» EXERCISE DIRECTIONS
Set down exactly the lines below, starting at the one that contains "msg: ciphertext, aad" and ending at the one that contains "let mut salt = [0u8; SALT_LEN];", with both of those lines included and nothing else.

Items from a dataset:
++++++
//! Cryptographic primitives used by the store and identity layers.
//!
//! - Argon2id turns a passphrase into the 32-byte session key.
//! - XChaCha20-Poly1305 seals every record with a fresh 24-byte nonce.
//! - Ed25519 keys back each identity; BLAKE3 provides display fingerprints.

use argon2::{Algorithm, Argon2, Params, Version};
use chacha20poly1305::aead::{Aead, KeyInit, OsRng, Payload};
use chacha20poly1305::{Key, XChaCha20Poly1305, XNonce};
use ed25519_dalek::SigningKey;
use rand::RngCore;
use serde::{Deserialize, Serialize};
use zeroize::Zeroizing;

use crate::error::CryptoError;

pub const KDF_TIME_COST: u32 = 3;
pub const KDF_MEMORY_COST: u32 = 65536; // 64MB
pub const KDF_PARALLELISM: u32 = 4;
pub const KDF_MAX_MEMORY_KIB: u32 = 1024 * 1024; // 1GB
pub const KDF_MAX_TIME_COST: u32 = 64;
pub const KDF_MAX_PARALLELISM: u32 = 64;
pub const DERIVED_KEY_LEN: usize = 32;
pub const SALT_LEN: usize = 32;
pub const NONCE_LEN: usize = 24;
pub const TAG_LEN: usize = 16;

/// Argon2id cost parameters. Written into the store header at creation time.
#[derive(Debug, Clone, Copy, PartialEq, Eq, Serialize, Deserialize)]
pub struct KdfParams {
    pub memory_kib: u32,
    pub time_cost: u32,
    pub parallelism: u32,
}

impl Default for KdfParams {
    fn default() -> Self {
        Self {
            memory_kib: KDF_MEMORY_COST,
            time_cost: KDF_TIME_COST,
            parallelism: KDF_PARALLELISM,
        }
    }
}

impl KdfParams {
    /// Cheap parameters for development stores and tests. Not for real secrets.
    pub fn development() -> Self {
        Self {
            memory_kib: 1024,
            time_cost: 1,
            parallelism: 1,
        }
    }

    /// Reject costs outside the supported window. Header values are not
    /// authenticated, so this runs before any derivation.
    pub fn validate(&self) -> Result<(), CryptoError> {
        let in_range = (1..=KDF_MAX_PARALLELISM).contains(&self.parallelism)
            && (1..=KDF_MAX_TIME_COST).contains(&self.time_cost)
            && (8 * self.parallelism..=KDF_MAX_MEMORY_KIB).contains(&self.memory_kib);
        if in_range {
            Ok(())
        } else {
            Err(CryptoError::InvalidParams(format!(
                "memory {} KiB, time {}, parallelism {}",
                self.memory_kib, self.time_cost, self.parallelism
            )))
        }
    }

    fn to_argon2(self) -> Result<Params, CryptoError> {
        self.validate()?;
        Params::new(
            self.memory_kib,
            self.time_cost,
            self.parallelism,
            Some(DERIVED_KEY_LEN),
        )
        .map_err(|e| CryptoError::InvalidParams(e.to_string()))
    }
}

pub fn derive_key(
    passphrase: &str,
    salt: &[u8],
    params: &KdfParams,
) -> Result<Zeroizing<[u8; DERIVED_KEY_LEN]>, CryptoError> {
    let argon = Argon2::new(Algorithm::Argon2id, Version::V0x13, params.to_argon2()?);
    let mut key = Zeroizing::new([0u8; DERIVED_KEY_LEN]);
    argon
        .hash_password_into(passphrase.as_bytes(), salt, &mut *key)
        .map_err(|e| CryptoError::KeyDerivation(e.to_string()))?;
    Ok(key)
}

/// Encrypt `plaintext` under `key` with a fresh random nonce.
/// Returns the nonce and the ciphertext with the Poly1305 tag appended.
pub fn seal(
    key: &[u8; 32],
    aad: &[u8],
    plaintext: &[u8],
) -> Result<([u8; NONCE_LEN], Vec<u8>), CryptoError> {
    let cipher = XChaCha20Poly1305::new(Key::from_slice(key));
    let nonce = generate_nonce();
    let ciphertext = cipher
        .encrypt(XNonce::from_slice(&nonce), Payload { msg: plaintext, aad })
        .map_err(|_| CryptoError::Encrypt)?;
    Ok((nonce, ciphertext))
}

/// Decrypt and authenticate.
pub fn open(
    key: &[u8; 32],
    nonce: &[u8; NONCE_LEN],
    aad: &[u8],
    ciphertext: &[u8],
) -> Result<Zeroizing<Vec<u8>>, CryptoError> {
    let cipher = XChaCha20Poly1305::new(Key::from_slice(key));
    cipher
        .decrypt(XNonce::from_slice(nonce), Payload { msg: ciphertext, aad })
        .map(Zeroizing::new)
        .map_err(|_| CryptoError::Decrypt)
}

pub fn generate_nonce() -> [u8; NONCE_LEN] {
    let mut nonce = [0u8; NONCE_LEN];
    OsRng.fill_bytes(&mut nonce);
    nonce
}

pub fn generate_salt() -> [u8; SALT_LEN] {
    let mut salt = [0u8; SALT_LEN];
    OsRng.fill_bytes(&mut salt);
    salt
}

pub fn generate_signing_key() -> SigningKey {
    SigningKey::generate(&mut OsRng)
}

/// BLAKE3 of the public key, truncated to 20 bytes, hex in groups of 4.
pub fn fingerprint(public_key: &[u8]) -> String {
    let hash = blake3::hash(public_key);
    let hex = hex::encode(&hash.as_bytes()[..20]);
    hex.as_bytes()
        .chunks(4)
        .map(|c| String::from_utf8_lossy(c).into_owned())
        .collect::<Vec<_>>()
        .join(" ")
}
++++++
» RESPONSE
        .decrypt(XNonce::from_slice(nonce), Payload { msg: ciphertext, aad })
        .map(Zeroizing::new)
        .map_err(|_| CryptoError::Decrypt)
}

pub fn generate_nonce() -> [u8; NONCE_LEN] {
    let mut nonce = [0u8; NONCE_LEN];
    OsRng.fill_bytes(&mut nonce);
    nonce
}

pub fn generate_salt() -> [u8; SALT_LEN] {
    let mut salt = [0u8; SALT_LEN];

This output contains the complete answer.